Other reported vascular lesions at the caruncle are capillary hemangioma,9, 13 cavernous hemangioma,9, 11, 13 lymphangiectasia,10 lymphangioma,82 and Kaposi sarcoma.83

Neural tumours

Exceptional cases of neurofibroma,7, 84 neurilemoma (schwannoma), either isolated85 or as part as Carney complex86 (myxomas, spotty pigmentation, endocrine overactivity, and conjunctival schwannomas), and granular cell tumour9, 87 have been reported in the literature.

Myogenic tumours

Only one case of primary leiomyoma affecting the caruncle has been reported in the literature.88 The authors suggested that the origin of the lesion was either from pericytes or from the medial part of the capsulo–palpebral muscle of Hesser.

Fibrous and fibrohistiocytic tumours

Rare cases of fibroma,6, 7, 8, 11 fibrolipoma,8, 11 solitary fibrous tumour,2 and ‘so-called’ malignant fibrous histiocytoma89 have been reported in the caruncle.

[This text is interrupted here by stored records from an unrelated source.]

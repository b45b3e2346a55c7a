use axum::http::StatusCode;

pub const ROOT_MESSAGE: &str = "Parcel server is running 🚀";

pub async fn root() -> &'static str {
    ROOT_MESSAGE
}

pub async fn health() -> StatusCode {
    StatusCode::OK
}
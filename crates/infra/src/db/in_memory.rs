use std::cmp::Ordering;
use std::sync::RwLock;

use async_trait::async_trait;
use serde_json::Value;

use parcelhub_core::{
    DeleteOutcome, Document, DocumentId, InsertOutcome, ParcelFilter, PaymentRecord, RiderStatus,
    UpdateOutcome, payment_status,
};

use super::{
    ParcelRepository, PaymentRepository, RiderRepository, Store, StoreError, StoreResult,
    UserRepository,
};

#[derive(Debug, Default)]
struct Collections {
    parcels: Vec<Document>,
    payments: Vec<Document>,
    users: Vec<Document>,
    riders: Vec<Document>,
}

/// In-memory document store for tests/dev.
///
/// Honours the same contracts as the database-backed store (generated ids,
/// exact-match filters, descending sorts) but keeps nothing across restarts.
#[derive(Debug, Default)]
pub struct InMemoryStore {
    inner: RwLock<Collections>,
}

impl InMemoryStore {
    pub fn new() -> Self {
        Self::default()
    }

    fn read<T>(&self, f: impl FnOnce(&Collections) -> T) -> StoreResult<T> {
        let guard = self.inner.read().map_err(|_| StoreError::Poisoned)?;
        Ok(f(&guard))
    }

    fn write<T>(&self, f: impl FnOnce(&mut Collections) -> T) -> StoreResult<T> {
        let mut guard = self.inner.write().map_err(|_| StoreError::Poisoned)?;
        Ok(f(&mut guard))
    }
}

fn insert_with_id(collection: &mut Vec<Document>, mut doc: Document) -> InsertOutcome {
    let id = DocumentId::new();
    doc.insert("_id".into(), Value::String(id.to_hex()));
    collection.push(doc);
    InsertOutcome::new(id)
}

fn has_id(doc: &Document, id: &DocumentId) -> bool {
    doc.get("_id")
        .and_then(Value::as_str)
        .and_then(|stored| stored.parse::<DocumentId>().ok())
        .is_some_and(|stored| stored == *id)
}

fn field_eq(doc: &Document, field: &str, value: &str) -> bool {
    doc.get(field).and_then(Value::as_str) == Some(value)
}

/// Set `field` on the first document accepted by `filter`.
fn set_first(
    collection: &mut [Document],
    filter: impl Fn(&Document) -> bool,
    field: &str,
    value: &str,
) -> UpdateOutcome {
    let Some(doc) = collection.iter_mut().find(|d| filter(d)) else {
        return UpdateOutcome::unmatched();
    };
    if field_eq(doc, field, value) {
        return UpdateOutcome::new(1, 0);
    }
    doc.insert(field.to_string(), Value::String(value.to_string()));
    UpdateOutcome::new(1, 1)
}

/// Type rank mirroring the document store's comparison order for the JSON
/// subset we hold: missing/null < numbers < strings < objects < arrays < bools.
fn type_rank(value: Option<&Value>) -> u8 {
    match value {
        None | Some(Value::Null) => 0,
        Some(Value::Number(_)) => 1,
        Some(Value::String(_)) => 2,
        Some(Value::Object(_)) => 3,
        Some(Value::Array(_)) => 4,
        Some(Value::Bool(_)) => 5,
    }
}

fn compare_field(a: &Document, b: &Document, key: &str) -> Ordering {
    let (va, vb) = (a.get(key), b.get(key));
    match (va, vb) {
        (Some(Value::Number(x)), Some(Value::Number(y))) => x
            .as_f64()
            .partial_cmp(&y.as_f64())
            .unwrap_or(Ordering::Equal),
        (Some(Value::String(x)), Some(Value::String(y))) => x.cmp(y),
        (Some(Value::Bool(x)), Some(Value::Bool(y))) => x.cmp(y),
        _ => type_rank(va).cmp(&type_rank(vb)),
    }
}

fn sorted_desc(mut docs: Vec<Document>, key: &str) -> Vec<Document> {
    docs.sort_by(|a, b| compare_field(b, a, key));
    docs
}

#[async_trait]
impl ParcelRepository for InMemoryStore {
    async fn list_parcels(&self, filter: &ParcelFilter) -> StoreResult<Vec<Document>> {
        let matching = self.read(|c| {
            c.parcels
                .iter()
                .filter(|d| filter.matches(d))
                .cloned()
                .collect()
        })?;
        Ok(sorted_desc(matching, "createdAt"))
    }

    async fn get_parcel(&self, id: &DocumentId) -> StoreResult<Option<Document>> {
        self.read(|c| c.parcels.iter().find(|d| has_id(d, id)).cloned())
    }

    async fn insert_parcel(&self, mut parcel: Document) -> StoreResult<InsertOutcome> {
        parcel.remove("_id");
        self.write(|c| insert_with_id(&mut c.parcels, parcel))
    }

    async fn delete_parcel(&self, id: &DocumentId) -> StoreResult<DeleteOutcome> {
        self.write(|c| {
            let position = c.parcels.iter().position(|d| has_id(d, id));
            match position {
                Some(idx) => {
                    c.parcels.remove(idx);
                    DeleteOutcome::new(1)
                }
                None => DeleteOutcome::new(0),
            }
        })
    }

    async fn mark_parcel_paid(&self, id: &DocumentId) -> StoreResult<UpdateOutcome> {
        self.write(|c| {
            set_first(
                &mut c.parcels,
                |d| has_id(d, id) && !field_eq(d, "payment_status", payment_status::PAID),
                "payment_status",
                payment_status::PAID,
            )
        })
    }
}

#[async_trait]
impl PaymentRepository for InMemoryStore {
    async fn list_payments(&self, email: Option<&str>) -> StoreResult<Vec<Document>> {
        let matching = self.read(|c| {
            c.payments
                .iter()
                .filter(|d| email.is_none_or(|e| field_eq(d, "email", e)))
                .cloned()
                .collect()
        })?;
        Ok(sorted_desc(matching, "paid_at"))
    }

    async fn insert_payment(&self, payment: &PaymentRecord) -> StoreResult<InsertOutcome> {
        let doc = payment.to_document();
        self.write(|c| insert_with_id(&mut c.payments, doc))
    }
}

#[async_trait]
impl UserRepository for InMemoryStore {
    async fn find_user_by_email(&self, email: &str) -> StoreResult<Option<Document>> {
        self.read(|c| c.users.iter().find(|d| field_eq(d, "email", email)).cloned())
    }

    async fn insert_user(&self, mut user: Document) -> StoreResult<InsertOutcome> {
        user.remove("_id");
        self.write(|c| insert_with_id(&mut c.users, user))
    }

    async fn set_user_role(&self, email: &str, role: &str) -> StoreResult<UpdateOutcome> {
        self.write(|c| set_first(&mut c.users, |d| field_eq(d, "email", email), "role", role))
    }
}

#[async_trait]
impl RiderRepository for InMemoryStore {
    async fn insert_rider(&self, mut rider: Document) -> StoreResult<InsertOutcome> {
        rider.remove("_id");
        self.write(|c| insert_with_id(&mut c.riders, rider))
    }

    async fn list_riders_by_status(&self, status: &RiderStatus) -> StoreResult<Vec<Document>> {
        self.read(|c| {
            c.riders
                .iter()
                .filter(|d| field_eq(d, "status", status.as_str()))
                .cloned()
                .collect()
        })
    }

    async fn update_rider_status(
        &self,
        id: &DocumentId,
        status: &RiderStatus,
    ) -> StoreResult<UpdateOutcome> {
        self.write(|c| set_first(&mut c.riders, |d| has_id(d, id), "status", status.as_str()))
    }
}

#[async_trait]
impl Store for InMemoryStore {
    async fn ping(&self) -> StoreResult<()> {
        self.read(|_| ())
    }
}
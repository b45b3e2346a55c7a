use std::borrow::Cow;

use serde::{Deserialize, Serialize};

/// Role recorded on a user document.
///
/// Roles are free-text in storage; only the rider role is ever written by
/// the system itself (as a side effect of rider activation).
#[derive(Debug, Clone, PartialEq, Eq, Hash, Serialize, Deserialize)]
#[serde(transparent)]
pub struct Role(Cow<'static, str>);

impl Role {
    pub const RIDER: Role = Role(Cow::Borrowed("rider"));

    pub fn rider() -> Self {
        Self::RIDER
    }

    pub fn as_str(&self) -> &str {
        &self.0
    }
}

impl core::fmt::Display for Role {
    fn fmt(&self, f: &mut core::fmt::Formatter<'_>) -> core::fmt::Result {
        f.write_str(&self.0)
    }
}
//! Remote identity-provider verification (Firebase ID tokens).
//!
//! Tokens are RS256-signed by the provider; the public keys are published as a
//! JWK set and fetched on every verification (there is no key cache).

use async_trait::async_trait;
use base64::{Engine as _, engine::general_purpose};
use jsonwebtoken::{Algorithm, DecodingKey, Validation, jwk::JwkSet};
use serde::Deserialize;
use thiserror::Error;

use crate::claims::{IdentityClaims, TokenVerificationError};
use crate::verifier::TokenVerifier;

pub const DEFAULT_JWKS_URL: &str =
    "https://www.googleapis.com/service_accounts/v1/jwk/securetoken@system.gserviceaccount.com";

const ISSUER_PREFIX: &str = "https://securetoken.google.com/";

/// Service credential bundle of the identity provider.
///
/// Only `project_id` is needed to verify tokens; the rest is kept for logs.
#[derive(Debug, Clone, PartialEq, Eq, Deserialize)]
pub struct ServiceAccount {
    pub project_id: String,
    #[serde(default)]
    pub client_email: Option<String>,
    #[serde(default, rename = "type")]
    pub account_type: Option<String>,
}

#[derive(Debug, Error)]
pub enum CredentialError {
    #[error("credential bundle is neither JSON nor base64-encoded JSON")]
    Encoding,

    #[error("credential bundle is malformed: {0}")]
    Malformed(#[from] serde_json::Error),

    #[error("credential bundle has an empty project_id")]
    MissingProject,
}

impl ServiceAccount {
    /// Parse a bundle given either as raw JSON or as base64-encoded JSON.
    pub fn from_bundle(raw: &str) -> Result<Self, CredentialError> {
        let raw = raw.trim();
        let json = if raw.starts_with('{') {
            raw.to_string()
        } else {
            let bytes = general_purpose::STANDARD
                .decode(raw)
                .map_err(|_| CredentialError::Encoding)?;
            String::from_utf8(bytes).map_err(|_| CredentialError::Encoding)?
        };

        let account: ServiceAccount = serde_json::from_str(&json)?;
        if account.project_id.trim().is_empty() {
            return Err(CredentialError::MissingProject);
        }
        Ok(account)
    }
}

/// Verifies provider-issued ID tokens against the published signing keys.
pub struct FirebaseTokenVerifier {
    client: reqwest::Client,
    jwks_url: String,
    project_id: String,
}

impl FirebaseTokenVerifier {
    pub fn new(account: &ServiceAccount) -> Self {
        Self::with_jwks_url(account, DEFAULT_JWKS_URL)
    }

    pub fn with_jwks_url(account: &ServiceAccount, jwks_url: impl Into<String>) -> Self {
        Self {
            client: reqwest::Client::new(),
            jwks_url: jwks_url.into(),
            project_id: account.project_id.clone(),
        }
    }

    fn validation(&self) -> Validation {
        let mut validation = Validation::new(Algorithm::RS256);
        validation.set_audience(&[&self.project_id]);
        validation.set_issuer(&[format!("{ISSUER_PREFIX}{}", self.project_id)]);
        validation
    }

    async fn fetch_keys(&self) -> Result<JwkSet, TokenVerificationError> {
        let response = self
            .client
            .get(&self.jwks_url)
            .send()
            .await
            .map_err(provider_error)?
            .error_for_status()
            .map_err(provider_error)?;
        response.json::<JwkSet>().await.map_err(provider_error)
    }
}

fn provider_error(err: reqwest::Error) -> TokenVerificationError {
    TokenVerificationError::Provider(err.to_string())
}

#[async_trait]
impl TokenVerifier for FirebaseTokenVerifier {
    async fn verify(&self, token: &str) -> Result<IdentityClaims, TokenVerificationError> {
        let header = jsonwebtoken::decode_header(token)?;
        let kid = header
            .kid
            .ok_or_else(|| TokenVerificationError::invalid("token header has no key id"))?;

        let keys = self.fetch_keys().await?;
        let jwk = keys
            .find(&kid)
            .ok_or_else(|| TokenVerificationError::UnknownKey(kid.clone()))?;
        let key = DecodingKey::from_jwk(jwk)?;

        let data = jsonwebtoken::decode::<IdentityClaims>(token, &key, &self.validation())?;
        if data.claims.sub.is_empty() {
            return Err(TokenVerificationError::invalid("token has an empty subject"));
        }

        tracing::debug!(sub = %data.claims.sub, "identity token verified");
        Ok(data.claims)
    }
}

#[cfg(test)]
mod tests {
    use super::*;

    const BUNDLE: &str = r#"{
        "type": "service_account",
        "project_id": "parcel-app-1234",
        "client_email": "firebase-adminsdk@parcel-app-1234.iam.gserviceaccount.com"
    }"#;

    #[test]
    fn parses_raw_json_bundle() {
        let account = ServiceAccount::from_bundle(BUNDLE).unwrap();
        assert_eq!(account.project_id, "parcel-app-1234");
        assert_eq!(account.account_type.as_deref(), Some("service_account"));
    }

    #[test]
    fn parses_base64_bundle() {
        let encoded = general_purpose::STANDARD.encode(BUNDLE);
        let account = ServiceAccount::from_bundle(&encoded).unwrap();
        assert_eq!(account.project_id, "parcel-app-1234");
    }

    #[test]
    fn rejects_bundle_without_project() {
        let err = ServiceAccount::from_bundle(r#"{"project_id": "  "}"#).unwrap_err();
        assert!(matches!(err, CredentialError::MissingProject));

        let err = ServiceAccount::from_bundle("%%%").unwrap_err();
        assert!(matches!(err, CredentialError::Encoding));
    }

    #[test]
    fn validation_pins_audience_and_issuer() {
        let account = ServiceAccount::from_bundle(BUNDLE).unwrap();
        let verifier = FirebaseTokenVerifier::new(&account);
        let validation = verifier.validation();
        assert!(validation.aud.unwrap().contains("parcel-app-1234"));
        assert!(
            validation
                .iss
                .unwrap()
                .contains("https://securetoken.google.com/parcel-app-1234")
        );
    }

    #[tokio::test]
    async fn token_without_key_id_is_rejected_before_any_fetch() {
        let account = ServiceAccount::from_bundle(BUNDLE).unwrap();
        // Unroutable URL: the request must never be attempted.
        let verifier = FirebaseTokenVerifier::with_jwks_url(&account, "http://127.0.0.1:1/keys");
        let token = jsonwebtoken::encode(
            &jsonwebtoken::Header::new(Algorithm::HS256),
            &serde_json::json!({"sub": "u", "exp": 4_000_000_000i64}),
            &jsonwebtoken::EncodingKey::from_secret(b"x"),
        )
        .unwrap();

        let err = verifier.verify(&token).await.unwrap_err();
        assert!(matches!(err, TokenVerificationError::Invalid(_)));
    }
}
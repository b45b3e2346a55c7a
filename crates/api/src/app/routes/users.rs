use std::sync::Arc;

use axum::{
    Json,
    extract::{Extension, rejection::JsonRejection},
    response::{IntoResponse, Response},
};
use serde_json::{Value, json};

use parcelhub_core::{Document, DomainError};

use crate::app::errors::{ApiError, ApiResult};
use crate::app::services::AppServices;

/// Register a user once per email; repeat registrations are a no-op.
pub async fn register_user(
    Extension(services): Extension<Arc<AppServices>>,
    body: Result<Json<Document>, JsonRejection>,
) -> ApiResult<Response> {
    let Json(mut user) = body?;
    let email = match user.get("email").and_then(Value::as_str).map(str::trim) {
        Some(email) if !email.is_empty() => email.to_string(),
        _ => return Err(DomainError::validation("email is required").into()),
    };
    // Store exactly the key the existence check looks up.
    user.insert("email".into(), Value::String(email.clone()));

    let existing = services
        .store
        .find_user_by_email(&email)
        .await
        .map_err(|e| ApiError::internal("Failed to register user", e))?;
    if existing.is_some() {
        return Ok(Json(json!({ "message": "user already exists", "inserted": false }))
            .into_response());
    }

    let outcome = services
        .store
        .insert_user(user)
        .await
        .map_err(|e| ApiError::internal("Failed to register user", e))?;
    tracing::info!(user_id = %outcome.inserted_id, "user registered");
    Ok(Json(outcome).into_response())
}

These lesions are much less frequent that their counterparts affecting the eyelids, orbit, or conjunctiva. Interestingly, and in spite of their rarity, we found one case of solitary fibrous tumour (previously reported),2 and one case of ‘so-called’ malignant fibrous histiocytoma in our series.

Metastatic tumours

Only one case of caruncle tumour as presenting metastatic carcinoid tumour90 and other case of caruncle tumour as the first sign of metastatic lung carcinoma91 have been reported previously. The presence of a conjunctival mass in patients with known prior malignancy and associated ocular and systemic metastases is suggestive of a metastatic lesion.92 Conjunctival metastases represent a very bad prognostic sign for the patient; in addition to the high incidence of metastatic disease in other organs, the mean survival time from diagnosis is reported to be only about 9 months.92

Conclusion

Lesions of the caruncle are uncommon and very diverse, which makes clinical diagnosis very difficult. Reported preoperative diagnosis is correct only in about half of the cases, which is explained by the large pathologic variety of lesions encountered at the caruncle. Nevi are the most frequent reported lesions. Malignant lesions are very uncommon. Although there is a reported clinical overestimation of malignancy, malignant lesions can be fatal. Any change in colour, size, or vascularization of a caruncular lesion should be excised. Pathological examination should be mandatory. On account of the enormous variety of reported cases, close collaboration between eye pathologists, dermatopathologists, surgical pathologists, and soft tissue pathologists may be needed in selected difficult cases.

Method of literature search

A search of the PubMed database 1966–2007 was conducted using various combinations of the key words such as caruncle, caruncular, lesion, tumour, and conjunctiva. Articles in all languages were considered, provided that the non-English articles included English abstracts. Relevant articles that were cited in the reference lists of the retrieved articles were also included.